Anne T., I agree with you about some of the HORRIBLE remodeling that was done TO our churches.
Why spend good money to make a church less beautiful?
However, I’m also puzzled by people who yell “tear down the cathedral!” as if THAT wouldn’t cost gobs of money…
I can’t stand the smell of the synthetic materials they glue all over the inside of the modern church buildings … extremely obnoxious to the nostrils and rest of nervous system. Whereas stone, wood, iron, wool and other natural building and furnishing materials are actually pleasant to the olfactory sense and subsequently to the rest of the senses including common sense. They make a big splash of synthetics and charge more for them, but they really are extremely way cheaper and a bad environment and not that healthful to humans.
One exception would be the electric imitation prayer candles, with the little switches. Drop a coin into a slot and the “flame” comes on. The plastic flowers are another touch that puts the soul into a more Catholic mode of being.
Just like Federal, State and Local Governments, each Catholic Diocese must learn to live within their means.
Fundraising has become big BUSINESS, and would be unnecessary if they would stick to basics – spreading the Gospel. Cut out the bureaucracy so that we don’t have to feed its’ appetite to grow.
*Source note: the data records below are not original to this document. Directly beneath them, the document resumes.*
use byteorder::{ByteOrder, LittleEndian};

use crate::error::CodecError;

/// Bounded read cursor over a compressed buffer.
///
/// Every read checks the remaining length first and surfaces
/// [`CodecError::BufferUnderflow`] instead of panicking; a field that
/// consumes the buffer exactly is valid. All multi-byte fields are
/// little-endian, which fixes the on-wire byte order independent of host.
pub struct ByteReader<'a> {
    buf: &'a [u8],
    pos: usize,
}

impl<'a> ByteReader<'a> {
    pub fn new(buf: &'a [u8]) -> Self {
        Self { buf, pos: 0 }
    }

    pub fn remaining(&self) -> usize {
        self.buf.len() - self.pos
    }

    /// Consume `len` raw bytes.
    pub fn read_bytes(&mut self, len: usize) -> Result<&'a [u8], CodecError> {
        if len > self.remaining() {
            return Err(CodecError::BufferUnderflow {
                needed: len,
                remaining: self.remaining(),
            });
        }
        let slice = &self.buf[self.pos..self.pos + len];
        self.pos += len;
        Ok(slice)
    }

    pub fn read_u8(&mut self) -> Result<u8, CodecError> {
        Ok(self.read_bytes(1)?[0])
    }

    pub fn read_u32(&mut self) -> Result<u32, CodecError> {
        Ok(LittleEndian::read_u32(self.read_bytes(4)?))
    }

    pub fn read_u64(&mut self) -> Result<u64, CodecError> {
        Ok(LittleEndian::read_u64(self.read_bytes(8)?))
    }

    pub fn read_i32(&mut self) -> Result<i32, CodecError> {
        Ok(LittleEndian::read_i32(self.read_bytes(4)?))
    }

    pub fn read_f32(&mut self) -> Result<f32, CodecError> {
        Ok(LittleEndian::read_f32(self.read_bytes(4)?))
    }

    pub fn read_f64(&mut self) -> Result<f64, CodecError> {
        Ok(LittleEndian::read_f64(self.read_bytes(8)?))
    }
}
use tesser_core::{ByteReader, CodecError, Element, Predictor};
use tesser_grid::Cursor;

/// Predictor that always predicts zero.
///
/// Turns the pipeline into plain value quantization; useful as a baseline
/// and for fields with no spatial correlation.
#[derive(Debug, Default, Clone, Copy)]
pub struct ZeroPredictor;

impl ZeroPredictor {
    pub fn new() -> Self {
        Self
    }
}

impl<T: Element, const N: usize> Predictor<T, N> for ZeroPredictor {
    fn predict(&self, _data: &[T], _cursor: &Cursor<'_, N>) -> T {
        T::zero()
    }

    fn save(&self, _sink: &mut Vec<u8>) {}

    fn load(&mut self, _reader: &mut ByteReader<'_>) -> Result<(), CodecError> {
        Ok(())
    }
}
By bringing collections “under one umbrella”, Catholics will have a more difficult time knowing where their donation money is going, and if something is truly deserving.
CCC: ” 2411 Contracts are subject to commutative justice which regulates exchanges between persons and between institutions in accordance with a strict respect for their rights.
Commutative justice obliges strictly; it requires safeguarding property rights, PAYING DEBTS, and fulfilling obligations freely contracted. Without commutative justice, no other form of justice is possible.
One distinguishes commutative justice from legal justice which concerns what the citizen owes in fairness to the community, and from distributive justice which regulates what the community owes its citizens in proportion to their contributions and needs.”
The means for the federal govt depends on global production and distribution, which presently have not approached their natural limits but are expanding. That all trickles down to lesser economic jurisdictions. Presently the whole shabang is a wild west open land kind of thing in a metaphorical sense.
Which explains the new morality of the Catholic bishops … just following the money. Morality follows economy … much easier for bishops to rule this way.
Unfortunately -” following the money” says it all.
Rather than following Christ, many US Bishops follow the money, and therefore brown nose politicians. It’s amazing how much money the Church gets from the government – for their CCHD, CRS, Catholic Charities, etc. So behind the scenes when the government says to jump – they jump. And they regularly support the Democratic Party of Death, and evil politicians.